|Path Home: Empathy, Altruism and Agape | Presenters or Itinerary
For the purposes of brevity I would like to focus my comments on the differences between two dominant ideal types displayed in Christian literature on love: the dialectical and the sacramental. The dialectical type opposes non-Christian and Christian love or agape: private good vs. common good, self-concern vs. self-sacrifice, egocentrism vs. altruism, etc. The writings of Tertullian, Luther, Kierkegaard, Bonhoeffer, and R. Niebuhr illustrate this opposition, though they exhibit other tendencies as well. Today this position strikes a heroic cord, repudiates cheap accommodation, and calls for loyalty to a distinctive religious community against secular culture.
This approach is usually contrasted with what can be called a sacramental interpretation of love, which regards all human relationships as potentially sacred, as potentially ordered by grace to the glory of God. It holds that creation is redeemed rather than obliterated by God, that nature is healed, and not destroyed, by grace. The powerful reality of human sin underscores the obstacles to its actualization, but a counterbalancing affirmation of the goodness of the creation upholds our awareness of its constructive potentiality. Just as any and all human relationships can be corrupted, so they can be healed by and ordered to grace. It appreciates the difference between legitimate and illegitimate self-love, ordered and disordered love of others, and proper and improper love of God. It need not identify all erotic desire with sin, or all forms of self-concern with unbounded egocentrism. The writings of Augustine, Thomas Aquinas, Jonathan Edwards, and Karl Rahner illustrate this position.
This approach is able to assimilate relevant studies from the sciences on love. One paradigm is Aquinas' critical appropriation of Aristotelian biology within his account of the graded relations of responsibility and affection known as the order of charity. Dialectically-minded thinkers alert us to dangers but, at their worst, they tend to dismiss scientific studies as having nothing to do with the radical demands of the cross. The sacramental approach, in contrast, can be informed about ways in which the affective imagination of Christians might have been stilted by social conditions, cultural assumptions, or personal biases and, conversely, how in the future it might be expanded by various means to encompass those who in the past have not been its spontaneous recipients.

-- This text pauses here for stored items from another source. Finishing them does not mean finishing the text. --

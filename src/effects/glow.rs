use crate::params::GlowParams;
use rayon::prelude::*;

/// Keep only pixels whose summed RGB intensity exceeds the threshold, scaled
/// by `boost` and clamped.
fn isolate_highlights(
    input: &[f32],
    out: &mut [f32],
    width: usize,
    threshold: f32,
    boost: f32,
    clamp: f32,
) {
    out.par_chunks_mut(64 * width * 4)
        .enumerate()
        .for_each(|(chunk_idx, rows)| {
            let base = chunk_idx * 64 * width * 4;
            for (i, px) in rows.chunks_exact_mut(4).enumerate() {
                let o = base + i * 4;
                let intensity = input[o] + input[o + 1] + input[o + 2] - threshold;
                if intensity > 0.0 {
                    let s = boost * intensity;
                    for c in 0..4 {
                        px[c] = (input[o + c] * s).min(clamp);
                    }
                } else {
                    px.copy_from_slice(&[0.0; 4]);
                }
            }
        });
}

/// Separable blur of the glow map with the quality-scaled kernel.
///
/// When `src` is given, the blurred glow is added onto it (clamped to 1)
/// during the vertical pass.
fn glow_blur(src: Option<&[f32]>, map: &mut [f32], width: usize, height: usize, blur: f32, quality: i32) {
    if blur <= 0.0 {
        return;
    }
    let half_width = ((quality + 1) as f32 * blur) as usize;
    if half_width == 0 {
        return;
    }

    let n = half_width * 2;
    let mut filter = vec![0f32; n];
    let k = -1.0 / (2.0 * std::f32::consts::PI * blur * blur);
    let mut weight = 0.0;
    for ix in 0..half_width {
        weight = (k * (ix * ix) as f32).exp();
        filter[half_width - ix] = weight;
        if half_width + ix < n {
            filter[half_width + ix] = weight;
        }
    }
    filter[0] = weight;
    let sum: f32 = filter.iter().sum();
    for v in &mut filter {
        *v /= sum;
    }

    let mut temp = vec![0f32; map.len()];

    // Blur the rows: read map, write temp.
    temp.par_chunks_mut(32 * width * 4)
        .enumerate()
        .for_each(|(chunk_idx, rows)| {
            let y_start = chunk_idx * 32;
            for (i, px) in rows.chunks_exact_mut(4).enumerate() {
                let y = y_start + i / width;
                let x = i % width;
                let xmin = x.saturating_sub(half_width);
                let xmax = (x + half_width).min(width);
                let mut cur = [0f32; 4];
                for nx in xmin..xmax {
                    let index = nx as i64 - x as i64 + half_width as i64;
                    let w = filter[index as usize];
                    let o = (y * width + nx) * 4;
                    for c in 0..4 {
                        cur[c] += map[o + c] * w;
                    }
                }
                px.copy_from_slice(&cur);
            }
        });

    // Blur the columns: read temp, write map (adding src back if present).
    map.par_chunks_mut(32 * width * 4)
        .enumerate()
        .for_each(|(chunk_idx, rows)| {
            let y_start = chunk_idx * 32;
            for (i, px) in rows.chunks_exact_mut(4).enumerate() {
                let y = y_start + i / width;
                let x = i % width;
                let ymin = y.saturating_sub(half_width);
                let ymax = (y + half_width).min(height);
                let mut cur = [0f32; 4];
                for ny in ymin..ymax {
                    let index = ny as i64 - y as i64 + half_width as i64;
                    let w = filter[index as usize];
                    let o = (ny * width + x) * 4;
                    for c in 0..4 {
                        cur[c] += temp[o + c] * w;
                    }
                }
                if let Some(src) = src {
                    let o = (y * width + x) * 4;
                    for c in 0..4 {
                        cur[c] = (src[o + c] + cur[c]).min(1.0);
                    }
                }
                px.copy_from_slice(&cur);
            }
        });
}

/// Full glow: isolate highlights, blur them, composite onto the input.
///
/// Operates on premultiplied float pixels; `render_scale` rescales the blur
/// distance for reduced-resolution preview renders.
pub(crate) fn glow_frame(
    params: &GlowParams,
    fac: f32,
    render_scale: f32,
    width: usize,
    height: usize,
    input: &[f32],
    out: &mut [f32],
) {
    isolate_highlights(
        input,
        out,
        width,
        params.threshold * 3.0,
        params.boost * fac,
        params.clamp,
    );
    glow_blur(
        if params.no_composite { None } else { Some(input) },
        out,
        width,
        height,
        params.blur_distance * render_scale,
        params.quality,
    );
}

#[cfg(test)]
mod tests {
    use super::*;

    fn params() -> GlowParams {
        GlowParams::default()
    }

    #[test]
    fn dark_image_produces_no_glow() {
        let (w, h) = (8usize, 8usize);
        let input: Vec<f32> = vec![[0.05f32, 0.05, 0.05, 1.0]; w * h].concat();
        let mut out = vec![0f32; w * h * 4];
        let p = GlowParams {
            no_composite: true,
            ..params()
        };
        glow_frame(&p, 1.0, 1.0, w, h, &input, &mut out);
        assert!(out.iter().all(|&v| v == 0.0));
    }

    #[test]
    fn bright_spot_glows_into_neighbours() {
        let (w, h) = (16usize, 16usize);
        let mut input = vec![0f32; w * h * 4];
        let center = ((h / 2) * w + w / 2) * 4;
        input[center..center + 4].copy_from_slice(&[1.0, 1.0, 1.0, 1.0]);

        let mut out = vec![0f32; w * h * 4];
        let p = GlowParams {
            no_composite: true,
            ..params()
        };
        glow_frame(&p, 1.0, 1.0, w, h, &input, &mut out);

        let neighbor = ((h / 2) * w + w / 2 + 2) * 4;
        assert!(out[neighbor] > 0.0);
    }

    #[test]
    fn composite_keeps_input_visible() {
        let (w, h) = (8usize, 8usize);
        let input: Vec<f32> = vec![[0.4f32, 0.4, 0.4, 1.0]; w * h].concat();
        let mut out = vec![0f32; w * h * 4];
        glow_frame(&params(), 1.0, 1.0, w, h, &input, &mut out);
        // Every output pixel is at least the input (additive glow).
        for (o, i) in out.iter().zip(input.iter()) {
            assert!(o >= i);
        }
    }

    #[test]
    fn boost_zero_disables_isolation() {
        let (w, h) = (4usize, 4usize);
        let input: Vec<f32> = vec![[1.0f32, 1.0, 1.0, 1.0]; w * h].concat();
        let mut out = vec![0f32; w * h * 4];
        let p = GlowParams {
            boost: 1.0,
            ..params()
        };
        glow_frame(&p, 0.0, 1.0, w, h, &input, &mut out);
        // fac scales boost; with fac 0 nothing is isolated, composite returns input.
        for (o, i) in out.iter().zip(input.iter()) {
            assert!((o - i).abs() < 1e-5);
        }
    }
}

In this view both science and theology pertain to our understanding of love, at least as long as what claims to be science is in fact genuinely scientific rather than journalistic evolutionary moralizing. Evolutionary theories of kinship, reciprocity, cooperation, and parental investment can be critically appropriated by those seeking to understand aspects of the human psyche that can be enlisted to support intimacy and commitment in marriage, stable and loving families, loyal friendships, etc. Sociobiology of course has not always functioned in a detached scientific vein, but when it does offer legitimate empirical information and insights into the natural underpinnings of human conduct, it ought to be appropriated. Conversely, evolutionary theories of xenophobia, aggression and violence, sexual opportunism, deception and manipulation point to other natural possibilities which need to be anticipated and to conditions which might be modified.
It is important to avoid misunderstanding sacramentality as simply domesticating agape. The Christian character of sacramentality requires conversion, discipleship, and a way of life marked by an ever deepening, self-transcending love. Sacramentality finds grace in ordinary kinds of relationships but it also requires that these relationships manifest divine love. Because of our propensity to disordered self-love, properly ordered love is most poignantly expressed as a demand to completely deny oneself, to hate our brothers and sisters, and so forth. But Jesus himself blessed the woman who anointed him, loved his disciples as friends, and suffered and died for the reconciliation of humanity with God. There is no doubt a crucially important dialectical subplot within the more encompassing sacramental narrative, but the former should not be allowed to overwhelm the latter.